Horse and Rider (FCR 242) is a 1974 bronze equestrian sculpture by Elisabeth Frink. The work was commissioned for a site in Mayfair; another cast is in Winchester. It was described by Frink as "an ageless symbol of man and horse".

One of Frink's earliest sculptures from 1950 was also titled Horse and Rider, and she returned to this subject over decades. A series of Frink prints from the early 1970s held by the Tate Gallery depict a horse and rider.

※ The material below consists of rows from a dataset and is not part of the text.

//! Presence notifications.
//!
//! Join, leave and room-closed notices are derived here and pushed through the
//! [`Router`]. Each `announce_*` function performs the registry mutation
//! itself, so the notice is enqueued under the same room lock as the change it
//! describes.

use tracing::debug;

use crate::fanout::Router;
use crate::payload::Payload;
use crate::registry::RoomRegistry;
use crate::state::ClientHandle;

/// Sent to a connection that asked to disconnect, just before its stream ends.
pub const DISCONNECTED: &str = "Disconnected.";

pub fn joined_self(room_name: &str) -> Payload {
    Payload::system(format!("You have joined room: {room_name}"))
}

pub fn joined(username: &str) -> Payload {
    Payload::system(format!("{username} has joined this room."))
}

pub fn left(username: &str) -> Payload {
    Payload::system(format!("{username} has left the room."))
}

pub fn room_closed(code: &str) -> Payload {
    Payload::system(format!("Room '{code}' has been closed."))
}

pub fn disconnected() -> Payload {
    Payload::system(DISCONNECTED)
}

/// Join `client` to `code`, confirm to the mover and tell the other members.
///
/// When the client was already a member only the confirmation is sent.
pub fn announce_join(registry: &RoomRegistry, router: Router<'_>, client: &ClientHandle, code: &str, room_name: &str) {
    let username = &client.identity().username;
    registry.join_with(code, client.conn_id, |members, inserted| {
        client.set_current_room(code);
        if let Err(e) = client.push(joined_self(room_name).to_frame()) {
            debug!(conn_id = client.conn_id, error = %e, "join confirmation dropped");
        }
        if inserted {
            router.deliver(members, &joined(username), Some(client.conn_id));
        }
    });
}

/// Remove `client` from `code` and tell whoever is left.
///
/// Returns false if the client was not a member (e.g. the room was deleted
/// underneath it), in which case nobody is notified.
pub fn announce_leave(registry: &RoomRegistry, router: Router<'_>, client: &ClientHandle, code: &str) -> bool {
    let username = &client.identity().username;
    registry.leave_with(code, client.conn_id, |remaining, removed| {
        client.clear_room_if(code);
        if removed {
            router.deliver(remaining, &left(username), None);
        }
        removed
    })
}

#[cfg(test)]
mod tests {
    use super::*;

    #[test]
    fn test_notice_texts() {
        assert_eq!(
            joined_self("Room by alice"),
            Payload::system("You have joined room: Room by alice")
        );
        assert_eq!(joined("bob"), Payload::system("bob has joined this room."));
        assert_eq!(left("bob"), Payload::system("bob has left the room."));
        assert_eq!(
            room_closed("AB12CD"),
            Payload::system("Room 'AB12CD' has been closed.")
        );
        assert_eq!(disconnected(), Payload::system("Disconnected."));
    }
}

The work was commissioned in 1974 by Trafalgar House for a development at the southern end of Dover Street, London, near the junction with Piccadilly, opposite The Ritz. It was modelled in plaster at Frink's studio in Southwark, then cast in bronze in 1975 at Meridian Bronze Foundry in Peckham. It measures 244 cm high. Frink also cast a small version 34.3 cm, in an edition of nine in 1974.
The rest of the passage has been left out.